In United States v. Stevens, 559 U.S. 460 (2010), the U.S. Supreme Court invalidated a federal law criminalizing the creation, distribution, or possession of images of animal cruelty as substantially overbroad. The Court resisted efforts by the federal government to create a new unprotected category of speech. 

 

Man who sold videos of fighting pitbulls indicted under federal law prohibiting animal cruelty images

 

Federal authorities indicted a Pennsylvania-based man named Robert J. Stevens for violating 18 U.S.C. § 48, which prohibits the creation, sale, or possession of images of animal cruelty if done for commercial purposes.
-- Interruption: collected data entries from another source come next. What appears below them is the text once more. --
// Copyright (c) 2024 Harry [Majored] [hello@majored.pw]
// MIT License (https://github.com/Majored/rs-async-zip/blob/main/LICENSE)

//! A ZIP reader which acts over a non-seekable source.
//!
//! # API Design
//! As opposed to a seeking reader, the central directory at the end of the archive is out of
//! reach, so entries are discovered one local file header at a time and the data of an entry must
//! be walked before the proceeding entry becomes visible. The reader owns that walk: requesting
//! the next entry implicitly closes the current one, draining or skipping whatever the caller
//! left unread and repositioning the source at the next header.
//!
//! Since the source cannot seek backwards, any bytes pulled beyond the end of an entry (the
//! decompressor regularly consumes less than the reader buffered, and stored entries with a
//! deferred size are only delimited by the *next* header's signature) are handed back to a
//! pushback layer over the source rather than lost.
//!
//! # Considerations
//! Only the information within each local file header is available. This results in:
//! - CRC and sizes being unknown until the trailing data descriptor has been read, for entries
//!   written with one (the returned [`ZipEntry`] snapshot reports them as absent).
//! - No file comment being available (the comment lives in the central directory).
//! - The extra field data potentially being inconsistent with what's stored in the central
//!   directory.
//! - Stored entries with a data descriptor requiring a signature scan to find their end; this is
//!   heuristic by nature and therefore opt-in via
//!   [`StreamOptions::allow_stored_entries_with_data_descriptor`].
//!
//! # Example
//! ```no_run
//! # use futures_lite::io::Cursor;
//! # use async_zip_stream::error::Result;
//! # use async_zip_stream::read::stream::ZipStreamReader;
//! #
//! # async fn run() -> Result<()> {
//! let mut zip = ZipStreamReader::new(Cursor::new([0; 0]));
//!
//! // Print the name of every file in a ZIP archive.
//! while let Some(entry) = zip.next_entry().await? {
//!     println!("File: {}", entry.filename().as_str().unwrap());
//! }
//! #
//! #     Ok(())
//! # }
//! ```

use crate::entry::ZipEntry;
use crate::error::{Result, ZipError};
use crate::read::detect_filename;
use crate::read::io::descriptor::read_data_descriptor;
use crate::read::io::inflater::Inflater;
use crate::read::io::prepend::PrependReader;
use crate::spec::consts::{
    CDH_SIGNATURE, DATA_DESCRIPTOR_LENGTH, DATA_DESCRIPTOR_SIGNATURE, EOCDR_SIGNATURE, LFH_LENGTH, LFH_SIGNATURE,
    NON_ZIP64_MAX_SIZE, SIGNATURE_LENGTH, ZIP64_DATA_DESCRIPTOR_LENGTH, ZIP64_MIN_VERSION,
};
use crate::spec::header::{ExtraField, LocalFileHeader};
use crate::spec::parse::parse_extra_fields;
use crate::spec::Compression;
use crate::utils::read_fully;
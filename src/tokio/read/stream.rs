// Copyright (c) 2024 Harry [Majored] [hello@majored.pw]
// MIT License (https://github.com/Majored/rs-async-zip/blob/main/LICENSE)

//! A ZIP reader which acts over a non-seekable tokio source.

use crate::entry::ZipEntry;
use crate::error::Result;
use crate::read::stream::{StreamOptions, ZipStreamReader as BaseZipStreamReader};

use tokio::io::AsyncRead;
use tokio_util::compat::{Compat, TokioAsyncReadCompatExt};

/// A ZIP reader which acts over a non-seekable source implementing tokio's `AsyncRead`.
///
/// See the [base module-level docs](crate::read::stream) for more information.
pub struct ZipStreamReader<R>(BaseZipStreamReader<Compat<R>>);

impl<R> ZipStreamReader<R>
where
    R: AsyncRead + Unpin,
{
    /// Constructs a new tokio-specific ZIP reader from a non-seekable source, with default
    /// options.
    pub fn new(reader: R) -> Self {
        Self(BaseZipStreamReader::new(reader.compat()))
    }

    /// Constructs a new tokio-specific ZIP reader from a non-seekable source.
    pub fn with_options(reader: R, options: StreamOptions) -> Self {
        Self(BaseZipStreamReader::with_options(reader.compat(), options))
    }

    /// Opens the next entry for reading, closing the current one first.
    pub async fn next_entry(&mut self) -> Result<Option<ZipEntry>> {
        self.0.next_entry().await
    }

    /// Produces the next bytes of the current entry's (decompressed) data.
    pub async fn read(&mut self, buffer: &mut [u8]) -> Result<usize> {
        self.0.read(buffer).await
    }

    /// Skips over and discards `count` bytes of the current entry's data.
    pub async fn skip(&mut self, count: u64) -> Result<u64> {
        self.0.skip(count).await
    }

    /// Marks the reader as closed.
    pub fn close(&mut self) {
        self.0.close()
    }

    /// Whether this reader is able to produce the given entry's data.
    pub fn can_read_entry_data(&self, entry: &ZipEntry) -> bool {
        self.0.can_read_entry_data(entry)
    }

    /// Consumes the `ZipStreamReader` returning the original `reader`.
    pub fn into_inner(self) -> R {
        self.0.into_inner().into_inner()
    }
}
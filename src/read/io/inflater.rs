// Copyright (c) 2024 Harry [Majored] [hello@majored.pw]
// MIT License (https://github.com/Majored/rs-async-zip/blob/main/LICENSE)

use crate::error::{Result, ZipError};

use flate2::{Decompress, FlushDecompress, Status};

/// A raw deflate decompressor fed with explicit input chunks.
///
/// The wrapper keeps the streaming contract the entry reader relies on: input is handed over in
/// chunks with [`Inflater::set_input`], output is pulled with [`Inflater::inflate`], and
/// [`Inflater::bytes_read`] reports how many compressed bytes were actually consumed so the
/// reader can recover bytes it pulled from the source past the end of the stream.
pub(crate) struct Inflater {
    decompress: Decompress,
    input: Vec<u8>,
    position: usize,
    finished: bool,
}

impl Inflater {
    pub(crate) fn new() -> Self {
        // No zlib wrapper; ZIP entries carry a bare RFC 1951 stream.
        Self { decompress: Decompress::new(false), input: Vec::new(), position: 0, finished: false }
    }

    /// Whether the current input chunk has been fully consumed.
    pub(crate) fn needs_input(&self) -> bool {
        self.position == self.input.len()
    }

    /// Whether the end of the deflate stream has been reached.
    pub(crate) fn finished(&self) -> bool {
        self.finished
    }

    /// The total number of compressed bytes consumed since construction or the last reset.
    pub(crate) fn bytes_read(&self) -> u64 {
        self.decompress.total_in()
    }

    /// Supplies the next chunk of compressed input.
    ///
    /// Must only be called once the previous chunk reports [`Inflater::needs_input`]; bytes still
    /// pending would otherwise be dropped and the consumed-byte accounting lost with them.
    pub(crate) fn set_input(&mut self, data: &[u8]) {
        debug_assert!(self.needs_input());

        self.input.clear();
        self.input.extend_from_slice(data);
        self.position = 0;
    }

    /// Decompresses into `buffer`, returning the number of bytes produced.
    ///
    /// A return value of zero means either the stream has finished or another input chunk is
    /// required; the caller distinguishes the two via [`Inflater::finished`].
    pub(crate) fn inflate(&mut self, buffer: &mut [u8]) -> Result<usize> {
        if self.finished || buffer.is_empty() {
            return Ok(0);
        }

        let consumed_before = self.decompress.total_in();
        let produced_before = self.decompress.total_out();

        let status = self
            .decompress
            .decompress(&self.input[self.position..], buffer, FlushDecompress::None)
            .map_err(|err| ZipError::CorruptDeflateStream(err.to_string()))?;

        self.position += (self.decompress.total_in() - consumed_before) as usize;
        if let Status::StreamEnd = status {
            self.finished = true;
        }

        Ok((self.decompress.total_out() - produced_before) as usize)
    }

    /// Resets the decompressor so it can be reused for the next entry.
    pub(crate) fn reset(&mut self) {
        self.decompress.reset(false);
        self.input.clear();
        self.position = 0;
        self.finished = false;
    }
}
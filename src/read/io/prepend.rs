// Copyright (c) 2024 Harry [Majored] [hello@majored.pw]
// MIT License (https://github.com/Majored/rs-async-zip/blob/main/LICENSE)

use std::pin::Pin;
use std::task::{Context, Poll};

use futures_lite::io::AsyncRead;
use pin_project::pin_project;

/// A wrapping reader which supports returning already-read bytes to the front of the stream.
///
/// Returned bytes are yielded again by subsequent reads before any fresh bytes are pulled from the
/// inner reader. The reader over a ZIP stream regularly pulls whole buffers from the source and
/// only afterwards learns where the current entry ended; [`PrependReader::prepend`] is how the
/// excess is handed back so the next entry's header can be read from the right position.
#[pin_project]
pub(crate) struct PrependReader<R> {
    #[pin]
    reader: R,
    buffer: Vec<u8>,
    position: usize,
}

impl<R> PrependReader<R> {
    /// Constructs a new wrapping reader with an empty prepend buffer.
    pub(crate) fn new(reader: R) -> Self {
        Self { reader, buffer: Vec::new(), position: 0 }
    }

    /// Returns the provided bytes to the front of the stream.
    ///
    /// Bytes already pending keep their order and are yielded after the newly returned ones, so a
    /// caller may prepend in several steps as long as it works backwards through the stream.
    pub(crate) fn prepend(&mut self, bytes: &[u8]) {
        if bytes.is_empty() {
            return;
        }

        let mut pending = Vec::with_capacity(bytes.len() + self.buffer.len() - self.position);
        pending.extend_from_slice(bytes);
        pending.extend_from_slice(&self.buffer[self.position..]);

        self.buffer = pending;
        self.position = 0;
    }

    /// Consumes this reader and returns the inner value.
    ///
    /// Any bytes still pending in the prepend buffer are discarded.
    pub(crate) fn into_inner(self) -> R {
        self.reader
    }
}

impl<R> AsyncRead for PrependReader<R>
where
    R: AsyncRead + Unpin,
{
    fn poll_read(self: Pin<&mut Self>, c: &mut Context<'_>, b: &mut [u8]) -> Poll<std::io::Result<usize>> {
        let project = self.project();

        if *project.position < project.buffer.len() {
            let pending = &project.buffer[*project.position..];
            let count = pending.len().min(b.len());
            b[..count].copy_from_slice(&pending[..count]);
            *project.position += count;

            if *project.position == project.buffer.len() {
                project.buffer.clear();
                *project.position = 0;
            }

            return Poll::Ready(Ok(count));
        }

        project.reader.poll_read(c, b)
    }
}
// Copyright (c) 2024 Harry [Majored] [hello@majored.pw]
// MIT License (https://github.com/Majored/rs-async-zip/blob/main/LICENSE)

use crate::error::{Result, ZipError};
use crate::spec::consts::NON_ZIP64_MAX_SIZE;
use crate::spec::header::{
    ExtraField, HeaderId, InfoZipUnicodeCommentExtraField, InfoZipUnicodePathExtraField, UnknownExtraField,
    Zip64ExtendedInformationExtraField,
};

/// Parse a local file header's extra field data into typed records.
///
/// The raw 32-bit size fields of the header drive the Zip64 parse: a 64-bit value is only present
/// in the extended information field for sizes the header deferred with the `0xFFFFFFFF` sentinel.
pub(crate) fn parse_extra_fields(
    data: Vec<u8>,
    uncompressed_size: u32,
    compressed_size: u32,
) -> Result<Vec<ExtraField>> {
    let mut extra_fields = Vec::new();
    let mut remaining = &data[..];

    while !remaining.is_empty() {
        if remaining.len() < 4 {
            return Err(ZipError::MalformedExtraField);
        }
        let header_id = HeaderId::from(u16::from_le_bytes([remaining[0], remaining[1]]));
        let data_size = u16::from_le_bytes([remaining[2], remaining[3]]) as usize;
        if remaining.len() < 4 + data_size {
            return Err(ZipError::MalformedExtraField);
        }
        let field = extra_field_from_bytes(
            header_id,
            data_size as u16,
            &remaining[4..4 + data_size],
            uncompressed_size,
            compressed_size,
        )?;
        extra_fields.push(field);
        remaining = &remaining[4 + data_size..];
    }

    Ok(extra_fields)
}

fn extra_field_from_bytes(
    header_id: HeaderId,
    data_size: u16,
    data: &[u8],
    uncompressed_size: u32,
    compressed_size: u32,
) -> Result<ExtraField> {
    match header_id {
        HeaderId::Zip64ExtendedInformationExtraField => Ok(ExtraField::Zip64ExtendedInformation(
            zip64_extended_information_field_from_bytes(data, uncompressed_size, compressed_size)?,
        )),
        HeaderId::InfoZipUnicodeCommentExtraField => {
            Ok(ExtraField::InfoZipUnicodeComment(info_zip_unicode_comment_extra_field_from_bytes(data)?))
        }
        HeaderId::InfoZipUnicodePathExtraField => {
            Ok(ExtraField::InfoZipUnicodePath(info_zip_unicode_path_extra_field_from_bytes(data)?))
        }
        header_id @ HeaderId::Other(_) => {
            Ok(ExtraField::Unknown(UnknownExtraField { header_id, data_size, content: data.to_vec() }))
        }
    }
}

/// Parse a Zip64 extended information field from bytes.
/// The content of "data" should exclude the header.
fn zip64_extended_information_field_from_bytes(
    data: &[u8],
    uncompressed_size: u32,
    compressed_size: u32,
) -> Result<Zip64ExtendedInformationExtraField> {
    let mut remaining = data;

    let uncompressed_size = if uncompressed_size == NON_ZIP64_MAX_SIZE {
        Some(take_u64(&mut remaining)?)
    } else {
        None
    };
    let compressed_size = if compressed_size == NON_ZIP64_MAX_SIZE {
        Some(take_u64(&mut remaining)?)
    } else {
        None
    };
    let relative_header_offset = if remaining.len() >= 8 { Some(take_u64(&mut remaining)?) } else { None };
    let disk_start_number = if remaining.len() >= 4 {
        let value = u32::from_le_bytes([remaining[0], remaining[1], remaining[2], remaining[3]]);
        Some(value)
    } else {
        None
    };

    Ok(Zip64ExtendedInformationExtraField {
        uncompressed_size,
        compressed_size,
        relative_header_offset,
        disk_start_number,
    })
}

fn info_zip_unicode_comment_extra_field_from_bytes(data: &[u8]) -> Result<InfoZipUnicodeCommentExtraField> {
    if data.is_empty() {
        return Err(ZipError::MalformedExtraField);
    }
    let version = data[0];
    match version {
        1 => {
            if data.len() < 5 {
                return Err(ZipError::MalformedExtraField);
            }
            let crc32 = u32::from_le_bytes([data[1], data[2], data[3], data[4]]);
            let unicode = data[5..].to_vec();
            Ok(InfoZipUnicodeCommentExtraField::V1 { crc32, unicode })
        }
        _ => Ok(InfoZipUnicodeCommentExtraField::Unsupported { version, data: data[1..].to_vec() }),
    }
}

fn info_zip_unicode_path_extra_field_from_bytes(data: &[u8]) -> Result<InfoZipUnicodePathExtraField> {
    if data.is_empty() {
        return Err(ZipError::MalformedExtraField);
    }
    let version = data[0];
    match version {
        1 => {
            if data.len() < 5 {
                return Err(ZipError::MalformedExtraField);
            }
            let crc32 = u32::from_le_bytes([data[1], data[2], data[3], data[4]]);
            let unicode = data[5..].to_vec();
            Ok(InfoZipUnicodePathExtraField::V1 { crc32, unicode })
        }
        _ => Ok(InfoZipUnicodePathExtraField::Unsupported { version, data: data[1..].to_vec() }),
    }
}

fn take_u64(data: &mut &[u8]) -> Result<u64> {
    if data.len() < 8 {
        return Err(ZipError::Zip64ExtendedFieldIncomplete);
    }
    let value =
        u64::from_le_bytes([data[0], data[1], data[2], data[3], data[4], data[5], data[6], data[7]]);
    *data = &data[8..];
    Ok(value)
}
// Copyright (c) 2024 Harry [Majored] [hello@majored.pw]
// MIT License (https://github.com/Majored/rs-async-zip/blob/main/LICENSE)

/// A compression method recognised by this crate.
///
/// Only [`Compression::Stored`] and [`Compression::Deflate`] entries can have their data read back;
/// every other method is carried so the entry can still be inspected and skipped.
#[non_exhaustive]
#[derive(Debug, Clone, Copy, PartialEq, Eq)]
pub enum Compression {
    Stored,
    Deflate,
    Bz,
    Lzma,
    Zstd,
    Xz,
    /// A method this crate doesn't know by name.
    Other(u16),
}

impl From<u16> for Compression {
    // Convert a u16 stored with little endianness into a recognised compression method.
    // https://pkware.cachefly.net/webdocs/casestudies/APPNOTE.TXT (4.4.5)
    fn from(value: u16) -> Self {
        match value {
            0 => Compression::Stored,
            8 => Compression::Deflate,
            12 => Compression::Bz,
            14 => Compression::Lzma,
            93 => Compression::Zstd,
            95 => Compression::Xz,
            value => Compression::Other(value),
        }
    }
}

impl From<&Compression> for u16 {
    // Convert a recognised compression method into its relevant u16 stored with little endianness.
    // https://pkware.cachefly.net/webdocs/casestudies/APPNOTE.TXT (4.4.5)
    fn from(compression: &Compression) -> u16 {
        match compression {
            Compression::Stored => 0,
            Compression::Deflate => 8,
            Compression::Bz => 12,
            Compression::Lzma => 14,
            Compression::Zstd => 93,
            Compression::Xz => 95,
            Compression::Other(value) => *value,
        }
    }
}

impl From<Compression> for u16 {
    fn from(compression: Compression) -> u16 {
        (&compression).into()
    }
}

impl Compression {
    /// Whether this crate implements decompression for the method.
    pub fn is_readable(&self) -> bool {
        matches!(self, Compression::Stored | Compression::Deflate)
    }
}
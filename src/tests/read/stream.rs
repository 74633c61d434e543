// Copyright (c) 2024 Harry [Majored] [hello@majored.pw]
// MIT License (https://github.com/Majored/rs-async-zip/blob/main/LICENSE)

use crate::error::ZipError;
use crate::read::stream::{matches, StreamOptions, ZipStreamReader};
use crate::spec::Compression;
use crate::tests::archive::{empty_archive, ArchiveBuilder, Trickle};
use crate::tests::read::read_entry_to_end;

use futures_lite::io::Cursor;

#[tokio::test]
async fn single_stored_entry() {
    crate::tests::init_logger();

    let archive = ArchiveBuilder::new().stored("a.txt", b"abc").finish();
    let mut zip = ZipStreamReader::new(Cursor::new(archive));

    let entry = zip.next_entry().await.unwrap().unwrap();
    assert_eq!(entry.filename().as_str().unwrap(), "a.txt");
    assert_eq!(entry.compression(), Compression::Stored);
    assert_eq!(entry.compressed_size(), Some(3));
    assert_eq!(entry.uncompressed_size(), Some(3));
    assert_eq!(entry.crc32(), crc32fast::hash(b"abc"));
    assert!(!entry.data_descriptor());

    assert_eq!(read_entry_to_end(&mut zip).await.unwrap(), b"abc");
    assert!(zip.next_entry().await.unwrap().is_none());
}

#[tokio::test]
async fn single_deflated_entry() {
    crate::tests::init_logger();

    let archive = ArchiveBuilder::new().deflated("hello.txt", b"hello").finish();
    let mut zip = ZipStreamReader::new(Cursor::new(archive));

    let entry = zip.next_entry().await.unwrap().unwrap();
    assert_eq!(entry.compression(), Compression::Deflate);
    assert_eq!(entry.uncompressed_size(), Some(5));

    assert_eq!(read_entry_to_end(&mut zip).await.unwrap(), b"hello");
    assert!(zip.next_entry().await.unwrap().is_none());
}

#[tokio::test]
async fn deflated_entry_with_data_descriptor() {
    crate::tests::init_logger();

    let data = b"deferred sizes are only known after the descriptor".as_slice();
    let archive = ArchiveBuilder::new().deflated_with_descriptor("d.txt", data, true).finish();
    let mut zip = ZipStreamReader::new(Cursor::new(archive));

    let entry = zip.next_entry().await.unwrap().unwrap();
    assert!(entry.data_descriptor());
    assert_eq!(entry.crc32(), 0);
    assert_eq!(entry.compressed_size(), None);
    assert_eq!(entry.uncompressed_size(), None);

    assert_eq!(read_entry_to_end(&mut zip).await.unwrap(), data);

    // Closing the entry must consume the descriptor and leave the source at the central
    // directory.
    assert!(zip.next_entry().await.unwrap().is_none());
}

#[tokio::test]
async fn deflated_entry_with_unmarked_data_descriptor() {
    crate::tests::init_logger();

    let data = b"the descriptor signature is optional".as_slice();
    let archive = ArchiveBuilder::new().deflated_with_descriptor("d.txt", data, false).finish();
    let mut zip = ZipStreamReader::new(Cursor::new(archive));

    zip.next_entry().await.unwrap().unwrap();
    assert_eq!(read_entry_to_end(&mut zip).await.unwrap(), data);
    assert!(zip.next_entry().await.unwrap().is_none());
}

#[tokio::test]
async fn second_entry_after_skipping_first_unread() {
    crate::tests::init_logger();

    let archive = ArchiveBuilder::new()
        .deflated("first.txt", b"some leading data of a reasonable length")
        .stored("second.txt", b"second")
        .finish();
    let mut zip = ZipStreamReader::new(Cursor::new(archive));

    // Never read the first entry; the close must skip its compressed bytes exactly.
    let first = zip.next_entry().await.unwrap().unwrap();
    assert_eq!(first.filename().as_str().unwrap(), "first.txt");

    let second = zip.next_entry().await.unwrap().unwrap();
    assert_eq!(second.filename().as_str().unwrap(), "second.txt");
    assert_eq!(read_entry_to_end(&mut zip).await.unwrap(), b"second");
    assert!(zip.next_entry().await.unwrap().is_none());
}

#[tokio::test]
async fn second_entry_after_partially_reading_first() {
    crate::tests::init_logger();

    let archive = ArchiveBuilder::new()
        .stored("first.txt", b"abcdefghij")
        .deflated("second.txt", b"intact")
        .finish();
    let mut zip = ZipStreamReader::new(Cursor::new(archive));

    zip.next_entry().await.unwrap().unwrap();
    let mut partial = [0u8; 3];
    assert_eq!(zip.read(&mut partial).await.unwrap(), 3);
    assert_eq!(&partial, b"abc");

    let second = zip.next_entry().await.unwrap().unwrap();
    assert_eq!(second.filename().as_str().unwrap(), "second.txt");
    assert_eq!(read_entry_to_end(&mut zip).await.unwrap(), b"intact");
}

#[tokio::test]
async fn empty_archive_yields_no_entries() {
    crate::tests::init_logger();

    let mut zip = ZipStreamReader::new(Cursor::new(empty_archive()));
    assert!(zip.next_entry().await.unwrap().is_none());
    assert!(zip.next_entry().await.unwrap().is_none());
}

#[tokio::test]
async fn non_zip_leading_bytes_treated_as_end() {
    crate::tests::init_logger();

    let mut zip = ZipStreamReader::new(Cursor::new(b"this is not a zip archive".to_vec()));
    assert!(zip.next_entry().await.unwrap().is_none());
}

#[tokio::test]
async fn zero_length_entry() {
    crate::tests::init_logger();

    let archive = ArchiveBuilder::new().stored("empty", b"").finish();
    let mut zip = ZipStreamReader::new(Cursor::new(archive));

    let entry = zip.next_entry().await.unwrap().unwrap();
    assert_eq!(entry.uncompressed_size(), Some(0));

    let mut chunk = [0u8; 16];
    assert_eq!(zip.read(&mut chunk).await.unwrap(), 0);
    assert!(zip.next_entry().await.unwrap().is_none());
}

#[tokio::test]
async fn entry_ending_exactly_on_a_buffer_boundary() {
    crate::tests::init_logger();

    // The working buffer holds 8192 bytes; a stored payload of exactly that size leaves nothing
    // to push back when the entry is closed.
    let data = vec![0x42u8; 8192];
    let archive = ArchiveBuilder::new().stored("aligned.bin", &data).stored("after", b"ok").finish();
    let mut zip = ZipStreamReader::new(Cursor::new(archive));

    zip.next_entry().await.unwrap().unwrap();
    assert_eq!(read_entry_to_end(&mut zip).await.unwrap(), data);

    let after = zip.next_entry().await.unwrap().unwrap();
    assert_eq!(after.filename().as_str().unwrap(), "after");
    assert_eq!(read_entry_to_end(&mut zip).await.unwrap(), b"ok");
}

#[tokio::test]
async fn entry_ending_one_byte_before_a_buffer_boundary() {
    crate::tests::init_logger();

    let data = vec![0x42u8; 8191];
    let archive = ArchiveBuilder::new().stored("short.bin", &data).stored("after", b"ok").finish();
    let mut zip = ZipStreamReader::new(Cursor::new(archive));

    zip.next_entry().await.unwrap().unwrap();
    assert_eq!(read_entry_to_end(&mut zip).await.unwrap(), data);

    let after = zip.next_entry().await.unwrap().unwrap();
    assert_eq!(after.filename().as_str().unwrap(), "after");
    assert_eq!(read_entry_to_end(&mut zip).await.unwrap(), b"ok");
}

#[tokio::test]
async fn entry_spanning_multiple_buffers() {
    crate::tests::init_logger();

    let data: Vec<u8> = (0..20000u32).map(|value| value as u8).collect();
    let archive = ArchiveBuilder::new().deflated("big.bin", &data).stored("after", b"ok").finish();
    let mut zip = ZipStreamReader::new(Trickle::new(archive, 997));

    zip.next_entry().await.unwrap().unwrap();
    assert_eq!(read_entry_to_end(&mut zip).await.unwrap(), data);

    let after = zip.next_entry().await.unwrap().unwrap();
    assert_eq!(after.filename().as_str().unwrap(), "after");
    assert_eq!(read_entry_to_end(&mut zip).await.unwrap(), b"ok");
}
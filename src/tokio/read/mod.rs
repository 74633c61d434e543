// Copyright (c) 2024 Harry [Majored] [hello@majored.pw]
// MIT License (https://github.com/Majored/rs-async-zip/blob/main/LICENSE)

//! A module which supports reading ZIP files from tokio-specific sources.

pub mod stream;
Stevens produced and sold videos of pitbulls fighting with each other or mauling other animals.

 

Stevens moved to dismiss the indictment, claiming the law was facially invalid because of its substantial overbreadth. A federal district court rejected that argument, and a jury convicted Stevens. The district court sentenced him to more than three years imprisonment. However, a divided en banc (full panel) of the Third Circuit U.S. Court of Appeals vacated the sentence, declaring the law facially unconstitutional.

 

Supreme Court overturns ban on selling animal cruelty images as overly broad

 

The government appealed to the U.S. Supreme Court, which ruled 8-1 for Stevens. 

 

Writing for the Court, Chief Justice John G. Roberts, Jr. explained the odd legislative history of the statute, which was originally designed to address the interstate market of “crush videos” – videos of women in high heels crushing small animals.  The measure eventually morphed into a general law against depictions of animal cruelty.

 

The government had argued that depictions of animal cruelty should fall into an unprotected category of speech, similar to obscenity or child pornography.  The government analogized to New York v. Ferber (1982), where the Court had created the unprotected category of child pornography.

 

Roberts resisted this in strong language, writing: “Our decisions in Ferber and other cases cannot be taken as establishing a freewheeling authority to declare new categories of speech outside the scope of the First Amendment.” 

 

Law could encompass depictions of hunting and animal slaughter, court said

 

Having rejected the attempt to create a new unprotected category of speech, Roberts then addressed whether the law was substantially overbroad.  He found that the law was too broad and could apply to hunting videos and livestock slaughter.  He explained that certain types of hunting are lawful in some states and unlawful in others and could lead to prosecutions of individuals for conduct that was legal in certain jurisdictions.

 

Roberts explained that the market for dogfighting videos was “dwarfed by the market for other depictions, such as hunting magazines and videos.” To Roberts, this was clear evidence that the statute, as currently written, was substantially overbroad. He left open the question of whether a narrowly drawn statute targeting only crush videos or dogfighting videos would pass constitutional muster. 

 

Justice Samuel Alito filed a solitary dissent. He argued that the Court should defer to the government’s interpretation of the law as applying only to crush videos and dogfighting videos.  He reasoned that the law “has a substantial core of constitutionally permissible applications.”

 

David L. Hudson, Jr. is a law professor at Belmont who publishes widely on First Amendment topics.  He is the author of a 12-lecture audio course on the First Amendment entitled Freedom of Speech: Understanding the First Amendment (Now You Know Media, 2018).  He also is the author of many First Amendment books, including The First Amendment: Freedom of Speech (Thomson Reuters, 2012) and Freedom of Speech: Documents Decoded (ABC-CLIO, 2017). This article was originally published in 2017.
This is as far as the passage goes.